But over the last couple of years, James, Kate and the Pipe and Glass staff have worked closely with Malton-based garden designer Stephen Bean to create even more idyllic surroundings for the pub.
The planting at the front – colourful in the warmer months, still lush and green in the colder parts of the year – welcomes visitors, and provides a relaxing backdrop for those eating and drinking at the informal picnic tables in fine weather.
At the back, an assortment of different garden spaces fulfils many needs: it’s a great place to wander and explore before or after dinner (much appreciated by those with little ones needing to let off a bit of steam!); it’s a glorious view for those dining in the conservatory; and, with every one of the plants in the garden now being edible, it provides so much produce for the kitchen – and for zero air miles!
The two areas are linked by verdant pathways to the side of the pub, so in good weather, you could visit and stay outdoors all day long, if you wished.
For those seeking inspiration for their own garden, there are many innovative aspects, from the dramatic round table at the centre to the living wall which enables the Pipe and Glass to grow a wide assortment of wonderful herbs in a relatively small space.
And we haven’t forgotten about the history of the gardens at this former coaching inn – one of our favourite garden elements is the magnificent 500-year-old yew tree, the only tree on the Dalton Estate with a preservation order. And we’ve added to that sense of history with a rather special apple tree, which you can read about below.

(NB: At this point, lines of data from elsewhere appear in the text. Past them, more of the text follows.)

//! The middleware pipeline.
//!
//! # How the chain is built
//!
//! [`Pipeline::then`] folds the middleware list **right to left** into one
//! nested function. The innermost link calls the destination and coerces its
//! return value; every middleware, starting from the last one, wraps the link
//! built so far and receives it as its [`Next`]:
//!
//! ```text
//! through([a, b, c]).then(d)
//!
//!   link_d = |req| d(req).into_response()
//!   link_c = |req| c.handle(req, Next(link_d))
//!   link_b = |req| b.handle(req, Next(link_c))
//!   link_a = |req| a.handle(req, Next(link_b))   ← called with the request
//! ```
//!
//! Calling the outermost link runs `a`, `b`, `c` in list order on the way in
//! and unwinds `c`, `b`, `a` on the way out. The first middleware sees the
//! raw request first and the finished response last.
//!
//! Named entries are resolved inside their link, so a container lookup only
//! happens if the chain actually reaches that position.

use std::sync::Arc;

use tracing::{debug, debug_span, trace};

use crate::container::{Container, Service};
use crate::error::Error;
use crate::handler::BoxedCallable;
use crate::middleware::{Middleware, Next, Pipe};
use crate::request::Request;
use crate::response::{IntoResponse, Response};

/// One link of the chain: the rest of the pipeline as a function.
type Link<'a> = Box<dyn Fn(Request) -> Result<Response, Error> + 'a>;

/// Sends a request through an ordered list of middleware to a destination.
///
/// A pipeline carries mutable configuration and runs one request at a time.
/// `then` consumes the attached request, so each run needs a fresh `send`.
///
/// ```rust
/// use std::sync::Arc;
/// use passage::{Pipe, Pipeline, Request, Response, Services};
///
/// let services = Services::new().middleware_fn("powered-by", |request, next| {
///     let mut response = next.run(request)?;
///     response.set_header("X-Powered-By", "passage");
///     Ok::<_, passage::Error>(response)
/// });
///
/// let response = Pipeline::new(Arc::new(services))
///     .send(Request::builder().uri("/hello").build())
///     .through(vec![
///         Pipe::named("powered-by"),
///         Pipe::func(|request, next| {
///             if request.path() == "/admin" {
///                 return Ok(Response::error("Forbidden", 403));
///             }
///             next.run(request)
///         }),
///     ])
///     .then(|request| format!("<p>{}</p>", request.path()))
///     .unwrap();
///
/// assert_eq!(response.content(), "<p>/hello</p>");
/// assert_eq!(response.header("x-powered-by"), Some("passage"));
/// ```
pub struct Pipeline {
    container: Arc<dyn Container>,
    pipes: Vec<Pipe>,
    request: Option<Request>,
}

impl Pipeline {
    pub fn new(container: Arc<dyn Container>) -> Self {
        Self { container, pipes: Vec::new(), request: None }
    }

    /// Attaches the request to run. Required before [`then`](Self::then).
    pub fn send(&mut self, request: Request) -> &mut Self {
        self.request = Some(request);
        self
    }

    /// Sets the middleware list, replacing any previous one.
    ///
    /// Entries are not validated here; a named entry that cannot be resolved
    /// only fails when the chain reaches it.
    pub fn through<I>(&mut self, pipes: I) -> &mut Self
    where
        I: IntoIterator,
        I::Item: Into<Pipe>,
    {
        self.pipes = pipes.into_iter().map(Into::into).collect();
        self
    }

    pub fn pipes(&self) -> &[Pipe] {
        &self.pipes
    }

    /// Runs the chain and returns the final response.
    ///
    /// Fails with [`Error::MissingRequest`] before anything runs if no
    /// request was attached. Any error raised inside the chain propagates
    /// unchanged.
    pub fn then<D, R>(&mut self, destination: D) -> Result<Response, Error>
    where
        D: Fn(Request) -> R,
        R: IntoResponse,
    {
        let request = self.request.take().ok_or(Error::MissingRequest)?;
        let _span = debug_span!("pipeline", pipes = self.pipes.len()).entered();

        let container = &*self.container;
        let innermost: Link<'_> =
            Box::new(move |request: Request| destination(request).into_response());

        let chain = self
            .pipes
            .iter()
            .enumerate()
            .rev()
            .fold(innermost, |next, (position, pipe)| link(container, position, pipe, next));

        chain(request)
    }
}

fn link<'a>(
    container: &'a dyn Container,
    position: usize,
    pipe: &'a Pipe,
    next: Link<'a>,
) -> Link<'a> {
    Box::new(move |request: Request| {
        invoke(container, position, pipe, request, Next::new(&*next))
    })
}

/// Dispatches one entry. Only function middleware results are coerced;
/// middleware objects already return a `Response`.
fn invoke(
    container: &dyn Container,
    position: usize,
    pipe: &Pipe,
    request: Request,
    next: Next<'_>,
) -> Result<Response, Error> {
    trace!(position, ?pipe, "entering middleware");

    match pipe {
        Pipe::Layer(middleware) => middleware.handle(request, next),
        Pipe::Func(callable) => callable.call(request, next),
        Pipe::Named(id) => match as_middleware(&container.resolve(id)?) {
            Some(Pipe::Layer(middleware)) => {
                debug!(%id, position, middleware = middleware.name(), "resolved middleware");
                middleware.handle(request, next)
            }
            Some(Pipe::Func(callable)) => {
                debug!(%id, position, middleware = callable.name(), "resolved middleware");
                callable.call(request, next)
            }
            Some(Pipe::Named(_)) | None => Err(Error::InvalidMiddleware { position, id: id.clone() }),
        },
    }
}

/// Accepts a resolved service that is a `Pipe`, an `Arc<dyn Middleware>` or
/// a boxed function middleware.
fn as_middleware(service: &Service) -> Option<Pipe> {
    service
        .downcast_ref::<Pipe>()
        .cloned()
        .or_else(|| service.downcast_ref::<Arc<dyn Middleware>>().cloned().map(Pipe::Layer))
        .or_else(|| service.downcast_ref::<BoxedCallable>().cloned().map(Pipe::Func))
}

#[cfg(test)]
mod tests {
    use super::*;
    use crate::container::Services;

    fn pipeline() -> Pipeline {
        Pipeline::new(Arc::new(Services::new()))
    }

    #[test]
    fn then_without_send_fails() {
        let err = pipeline().through(["auth"]).then(|_request| "never").unwrap_err();
        assert!(matches!(err, Error::MissingRequest));
    }

    #[test]
    fn empty_list_calls_destination() {
        let response = pipeline()
            .send(Request::builder().uri("/ping").build())
            .then(|request| request.path().to_owned())
            .unwrap();
        assert_eq!(response.content(), "/ping");
        assert_eq!(response.status(), 200);
    }

    #[test]
    fn request_is_consumed_by_then() {
        let mut pipeline = pipeline();
        pipeline.send(Request::default());
        assert!(pipeline.then(|_request| ()).is_ok());
        assert!(matches!(pipeline.then(|_request| ()), Err(Error::MissingRequest)));
    }

    #[test]
    fn through_replaces_previous_list() {
        let mut pipeline = pipeline();
        pipeline.through(["a", "b"]).through(["c"]);
        assert_eq!(pipeline.pipes().len(), 1);
        assert!(matches!(&pipeline.pipes()[0], Pipe::Named(id) if id == "c"));
    }

    #[test]
    fn non_middleware_service_is_invalid() {
        let services = Services::new().instance("config", 42_u32);
        let err = Pipeline::new(Arc::new(services))
            .send(Request::default())
            .through(["config"])
            .then(|_request| "unreachable")
            .unwrap_err();
        assert!(matches!(err, Error::InvalidMiddleware { position: 0, ref id } if id == "config"));
    }

    struct Stamp;

    impl Middleware for Stamp {
        fn handle(&self, request: Request, next: Next<'_>) -> Result<Response, Error> {
            Ok(next.run(request)?.with_header("X-Stamp", "layer"))
        }
    }

    #[test]
    fn bare_middleware_object_service_is_accepted() {
        let services = Services::new().instance("stamp", Arc::new(Stamp) as Arc<dyn Middleware>);
        let response = Pipeline::new(Arc::new(services))
            .send(Request::default())
            .through(["stamp"])
            .then(|_request| "ok")
            .unwrap();
        assert_eq!(response.content(), "ok");
        assert_eq!(response.header("X-Stamp"), Some("layer"));
    }

    #[test]
    fn bare_callable_service_is_accepted() {
        let Pipe::Func(callable) = Pipe::func(|request: Request, next: Next<'_>| {
            Ok::<_, Error>(next.run(request)?.with_header("X-Stamp", "func"))
        }) else {
            unreachable!()
        };
        let services = Services::new().instance("stamp", callable);
        let response = Pipeline::new(Arc::new(services))
            .send(Request::default())
            .through(["stamp"])
            .then(|_request| "ok")
            .unwrap();
        assert_eq!(response.header("X-Stamp"), Some("func"));
    }
}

The apple never falls far from the tree
One of the most intriguing plants in our garden is a rare Flower of Kent apple tree which is a direct descendant of one of the most famous trees of all time – that which led Sir Isaac Newton to develop the theory of gravity.
Whether the story is true or not, it’s one of the best-known in British scientific history – that Newton was sitting under an apple tree in his garden in Lincolnshire in 1666 when one of its fruits fell on his head.
Although Newton himself never wrote the story down, we have the following account of this momentous event from his friend and biographer, William Stukeley:
"After dinner, the weather being warm, we went into the garden & drank thea under the shade of some apple tree; only he & myself.
"Amid other discourse, he told me, he was just in the same situation, as when formerly the notion of gravitation came into his mind. Why sh[oul]d that apple always descend perpendicularly to the ground, thought he to himself; occasion'd by the fall of an apple, as he sat in contemplative mood.
"Why sh[oul]d it not go sideways, or upwards? But constantly to the Earth's centre? Assuredly the reason is, that the Earth draws it.
There must be a drawing power in matter. And the sum of the drawing power in the matter of the Earth must be in the Earth's centre, not in any side of the Earth.
"Therefore does this apple fall perpendicularly or towards the centre? If matter thus draws matter; it must be proportion of its quantity. Therefore the apple draws the Earth, as well as the Earth draws the apple."
The remarkable tree that prompted such a complex thought process still survives at Newton's birthplace, Woolsthorpe Manor; over the years, grafted cuttings have been taken from it, and from the trees which have grown from those cuttings. Ours came to us from York University, where a tree given to the Department of Physics by Kew Gardens in 1976 flourishes.
Writing on the university’s website, the department’s Dr Richard Keesing tells us: “It came [to Kew] from the Cambridge Botanical Gardens who obtained it from the Fruit Research Station at East Malling in Kent. They obtained their stock from a tree at Belton Park in Lincolnshire in the 1930’s which had been propagated there from Newton’s garden at Woolsthorpe Manor by the Rev Charles Turnor about the year 1820.”
James says: “It’s truly remarkable to think that we have a little bit of such important history growing in our garden here at the Pipe and Glass.”